PROBLEM DESCRIPTION:
Until you reach the line containing "pub mod recipe;", reproduce each line of the listing exactly, please, and include that line as well.
^^^^^^^^
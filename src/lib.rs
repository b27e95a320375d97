//! trl-cli: command-line front end for transformer fine-tuning recipes
//!
//! Merges YAML configuration files with command-line arguments into typed
//! option groups, and dispatches the `sft`, `dpo`, `kto`, `chat` and `env`
//! commands.

pub mod cli;
pub mod config;
pub mod error;
pub mod options;
pub mod recipe;
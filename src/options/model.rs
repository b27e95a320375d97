//! Model selection and loading options.

use clap::builder::BoolishValueParser;
use clap::{ArgAction, Args};
use serde::Serialize;

use crate::config::OptionGroup;
use crate::error::{ConfigError, Result};

#[derive(Debug, Clone, PartialEq, Args, Serialize)]
#[command(rename_all = "snake_case", next_help_heading = "Model arguments")]
pub struct ModelConfig {
    /// Model checkpoint to start training from
    #[arg(long, value_name = "MODEL")]
    pub model_name_or_path: Option<String>,

    /// Model version to use (branch name, tag name or commit id)
    #[arg(long, default_value = "main")]
    pub model_revision: String,

    /// Dtype to load the model under (auto, bfloat16, float16, float32)
    #[arg(long, value_name = "DTYPE")]
    pub torch_dtype: Option<String>,

    /// Trust remote code when loading a model
    #[arg(long, action = ArgAction::Set, num_args = 0..=1, default_value_t = false,
          default_missing_value = "true", value_parser = BoolishValueParser::new())]
    pub trust_remote_code: bool,

    /// Attention implementation (for example flash_attention_2)
    #[arg(long, value_name = "IMPL")]
    pub attn_implementation: Option<String>,

    /// Train a PEFT adapter instead of the full model
    #[arg(long, action = ArgAction::Set, num_args = 0..=1, default_value_t = false,
          default_missing_value = "true", value_parser = BoolishValueParser::new())]
    pub use_peft: bool,

    /// LoRA rank
    #[arg(long, default_value_t = 16)]
    pub lora_r: u32,

    /// LoRA alpha
    #[arg(long, default_value_t = 32)]
    pub lora_alpha: u32,

    /// LoRA dropout
    #[arg(long, default_value_t = 0.05)]
    pub lora_dropout: f64,

    /// LoRA target modules ("all-linear" targets every linear layer)
    #[arg(long, num_args = 1.., value_name = "MODULE")]
    pub lora_target_modules: Vec<String>,

    /// Extra modules to unfreeze and train alongside the adapter
    #[arg(long, num_args = 1.., value_name = "MODULE")]
    pub lora_modules_to_save: Vec<String>,

    /// Task type passed to the LoRA config
    #[arg(long, default_value = "CAUSAL_LM")]
    pub lora_task_type: String,

    /// Load the base model in 8-bit precision (LoRA only)
    #[arg(long, action = ArgAction::Set, num_args = 0..=1, default_value_t = false,
          default_missing_value = "true", value_parser = BoolishValueParser::new())]
    pub load_in_8bit: bool,

    /// Load the base model in 4-bit precision (LoRA only)
    #[arg(long, action = ArgAction::Set, num_args = 0..=1, default_value_t = false,
          default_missing_value = "true", value_parser = BoolishValueParser::new())]
    pub load_in_4bit: bool,

    /// 4-bit quantization type (fp4 or nf4)
    #[arg(long, default_value = "nf4")]
    pub bnb_4bit_quant_type: String,

    /// Use nested quantization
    #[arg(long, action = ArgAction::Set, num_args = 0..=1, default_value_t = false,
          default_missing_value = "true", value_parser = BoolishValueParser::new())]
    pub use_bnb_nested_quant: bool,
}

impl ModelConfig {
    /// True when the base model is loaded quantized.
    pub fn is_quantized(&self) -> bool {
        self.load_in_8bit || self.load_in_4bit
    }
}

impl OptionGroup for ModelConfig {
    const NAME: &'static str = "model";

    fn validate(&self) -> Result<()> {
        if self.load_in_8bit && self.load_in_4bit {
            return Err(ConfigError::invalid(
                "load_in_4bit",
                "8 bit and 4 bit precision cannot be used at the same time",
            ));
        }
        if !matches!(self.bnb_4bit_quant_type.as_str(), "fp4" | "nf4") {
            return Err(ConfigError::invalid("bnb_4bit_quant_type", "must be fp4 or nf4"));
        }
        if self.is_quantized() && !self.use_peft {
            tracing::warn!("Quantized loading only works with LoRA; pass --use_peft to train an adapter");
        }
        Ok(())
    }
}
//! Option group registration
//!
//! An option group is a clap `Args` struct that the merger fills. Groups are
//! registered as a tuple so parsing hands back one typed value per group, in
//! declaration order.

use clap::{ArgMatches, Args, Command, FromArgMatches};
use serde::Serialize;
use serde_json::{Map, Value};

use crate::error::{ConfigError, Result};
use crate::options::{ScriptArguments, TrainingArguments};

/// Role a group plays in cross-group post-processing.
pub enum GroupRole<'a> {
    /// Generic training arguments (possibly embedded in a trainer config).
    Training(&'a mut TrainingArguments),
    /// Script arguments carrying the reentrant checkpointing flag.
    Script(&'a ScriptArguments),
    Other,
}

/// A typed collection of related options merged as one unit.
pub trait OptionGroup: Args + FromArgMatches + Serialize {
    /// Key the group is reported under in resolved configurations.
    const NAME: &'static str;

    fn role(&mut self) -> GroupRole<'_> {
        GroupRole::Other
    }

    /// Reject value combinations that cannot be handed to a trainer.
    fn validate(&self) -> Result<()> {
        Ok(())
    }
}

/// A tuple of option groups parsed together.
pub trait OptionGroups: Sized {
    fn augment(command: Command) -> Command;

    fn from_matches(matches: &ArgMatches) -> Result<Self>;

    fn validate(&self) -> Result<()>;

    /// Apply adjustments that couple otherwise independent groups.
    fn post_process(&mut self);

    /// Serialize every group under its [`OptionGroup::NAME`].
    fn describe(&self) -> std::result::Result<Map<String, Value>, serde_json::Error>;
}

/// Propagate the script group's reentrant flag into the training group's
/// `gradient_checkpointing_kwargs`. Other kwargs are kept.
pub fn post_process_roles(roles: Vec<GroupRole<'_>>) {
    let mut training = None;
    let mut use_reentrant = None;

    for role in roles {
        match role {
            GroupRole::Training(args) => training = Some(args),
            GroupRole::Script(script) => {
                use_reentrant = Some(script.gradient_checkpointing_use_reentrant)
            }
            GroupRole::Other => {}
        }
    }

    if let (Some(training), Some(use_reentrant)) = (training, use_reentrant) {
        training
            .gradient_checkpointing_kwargs
            .get_or_insert_with(Map::new)
            .insert("use_reentrant".to_string(), Value::Bool(use_reentrant));
        tracing::debug!("Set gradient_checkpointing_kwargs.use_reentrant = {}", use_reentrant);
    }
}

macro_rules! impl_option_groups {
    ($($group:ident),+) => {
        impl<$($group: OptionGroup),+> OptionGroups for ($($group,)+) {
            fn augment(command: Command) -> Command {
                $(let command = $group::augment_args(command);)+
                command
            }

            fn from_matches(matches: &ArgMatches) -> Result<Self> {
                Ok(($($group::from_arg_matches(matches).map_err(ConfigError::from)?,)+))
            }

            #[allow(non_snake_case)]
            fn validate(&self) -> Result<()> {
                let ($($group,)+) = self;
                $($group.validate()?;)+
                Ok(())
            }

            #[allow(non_snake_case)]
            fn post_process(&mut self) {
                let ($($group,)+) = self;
                post_process_roles(vec![$($group.role()),+]);
            }

            #[allow(non_snake_case)]
            fn describe(&self) -> std::result::Result<Map<String, Value>, serde_json::Error> {
                let ($($group,)+) = self;
                let mut described = Map::new();
                $(described.insert($group::NAME.to_string(), serde_json::to_value($group)?);)+
                Ok(described)
            }
        }
    };
}

impl_option_groups!(A);
impl_option_groups!(A, B);
impl_option_groups!(A, B, C);
impl_option_groups!(A, B, C, D);
impl_option_groups!(A, B, C, D, E);
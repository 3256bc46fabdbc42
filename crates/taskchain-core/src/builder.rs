//! Typed, fluent chain construction.
//!
//! `ChainBuilder<T>` tracks the threaded value's type across links: each
//! [`then`](ChainBuilder::then) call ties its closure's input to the previous
//! link's output, so adjacent-pair type errors surface at build time instead
//! of at a runtime hand-off.

use crate::chain::{ChainHandle, TaskChain};
use crate::error::{ChainError, ChainFault};
use crate::link::{Link, LinkContext};
use crate::outcome::Outcome;
use std::marker::PhantomData;
use std::sync::Arc;
use taskchain_sched::ContextScheduler;

type Callback = Box<dyn FnOnce() + Send + 'static>;
type FaultCallback = Box<dyn FnOnce(ChainFault) + Send + 'static>;

/// Fluent builder for a chain whose threaded value currently has type `T`.
pub struct ChainBuilder<T> {
    scheduler: Arc<dyn ContextScheduler>,
    links: Vec<Link>,
    on_completed: Option<Callback>,
    on_aborted: Option<Callback>,
    on_fault: Option<FaultCallback>,
    _value: PhantomData<fn() -> T>,
}

impl ChainBuilder<()> {
    /// Create a builder for a new chain driven by `scheduler`.
    #[must_use]
    pub fn new(scheduler: Arc<dyn ContextScheduler>) -> Self {
        Self {
            scheduler,
            links: Vec::new(),
            on_completed: None,
            on_aborted: None,
            on_fault: None,
            _value: PhantomData,
        }
    }
}

impl<T: Send + 'static> ChainBuilder<T> {
    /// Append a link running in `context`. The closure receives the current
    /// threaded value and returns the [`Outcome`] carrying the next one.
    #[must_use]
    pub fn then<O, F>(mut self, context: LinkContext, work: F) -> ChainBuilder<O>
    where
        O: Send + 'static,
        F: FnMut(T) -> Outcome<T, O> + Send + 'static,
    {
        self.links.push(Link::new(context, work));
        ChainBuilder {
            scheduler: self.scheduler,
            links: self.links,
            on_completed: self.on_completed,
            on_aborted: self.on_aborted,
            on_fault: self.on_fault,
            _value: PhantomData,
        }
    }

    /// Append a terminal side effect running in `context`. Sugar for a link
    /// that always continues with `()`.
    #[must_use]
    pub fn finally<F>(self, context: LinkContext, mut work: F) -> ChainBuilder<()>
    where
        F: FnMut(T) + Send + 'static,
    {
        self.then(context, move |value| {
            work(value);
            Outcome::Continue(())
        })
    }

    /// Register a completion callback.
    #[must_use]
    pub fn on_completed(mut self, callback: impl FnOnce() + Send + 'static) -> Self {
        self.on_completed = Some(Box::new(callback));
        self
    }

    /// Register an abort callback.
    #[must_use]
    pub fn on_aborted(mut self, callback: impl FnOnce() + Send + 'static) -> Self {
        self.on_aborted = Some(Box::new(callback));
        self
    }

    /// Register a fault callback.
    #[must_use]
    pub fn on_fault(mut self, callback: impl FnOnce(ChainFault) + Send + 'static) -> Self {
        self.on_fault = Some(Box::new(callback));
        self
    }

    /// Build the untyped chain without starting it.
    #[must_use]
    pub fn into_chain(self) -> TaskChain {
        let chain = TaskChain::new(self.scheduler);
        for link in self.links {
            chain.push_link(link);
        }
        if let Some(callback) = self.on_completed {
            chain.on_completed(callback);
        }
        if let Some(callback) = self.on_aborted {
            chain.on_aborted(callback);
        }
        if let Some(callback) = self.on_fault {
            chain.on_fault(callback);
        }
        chain
    }

    /// Build and start the chain.
    ///
    /// # Errors
    /// [`ChainError::Empty`] when no links were added.
    pub fn start(self) -> Result<ChainHandle, ChainError> {
        self.into_chain().start()
    }
}

impl<T> std::fmt::Debug for ChainBuilder<T> {
    fn fmt(&self, f: &mut std::fmt::Formatter<'_>) -> std::fmt::Result {
        f.debug_struct("ChainBuilder")
            .field("links", &self.links.len())
            .finish_non_exhaustive()
    }
}

#[cfg(test)]
mod tests {
    use super::*;
    use crate::chain::ChainState;
    use taskchain_test_utils::ManualScheduler;

    #[test]
    fn empty_builder_fails_to_start() {
        let scheduler = ManualScheduler::new();
        let result = ChainBuilder::new(scheduler).start();
        assert_eq!(result.unwrap_err(), ChainError::Empty);
    }

    #[test]
    fn builder_threads_types_across_links() {
        let scheduler = ManualScheduler::new();

        let handle = ChainBuilder::new(scheduler.clone())
            .then(LinkContext::Any, |()| Outcome::Continue(2_u32))
            .then(LinkContext::Any, |n: u32| Outcome::Continue(n.to_string()))
            .finally(LinkContext::Any, |text: String| {
                assert_eq!(text, "2");
            })
            .start()
            .unwrap();

        scheduler.run_until_idle();
        assert_eq!(handle.wait_blocking(), ChainState::Completed);
    }

    #[test]
    fn into_chain_preserves_link_order() {
        let scheduler = ManualScheduler::new();
        let chain = ChainBuilder::new(scheduler)
            .then(LinkContext::Primary, |()| Outcome::Continue(1_u8))
            .then(LinkContext::Secondary, |n: u8| Outcome::Continue(n))
            .into_chain();

        assert_eq!(chain.len(), 2);
        assert_eq!(chain.state(), ChainState::Built);
    }
}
^^^^^^^^
WRITTEN ANSWER:
filename src/lib.rs
repository b27e95a320375d97
//! trl-cli: command-line front end for transformer fine-tuning recipes
//!
//! Merges YAML configuration files with command-line arguments into typed
//! option groups, and dispatches the `sft`, `dpo`, `kto`, `chat` and `env`
//! commands.

pub mod cli;
pub mod config;
pub mod error;
pub mod options;
pub mod recipe;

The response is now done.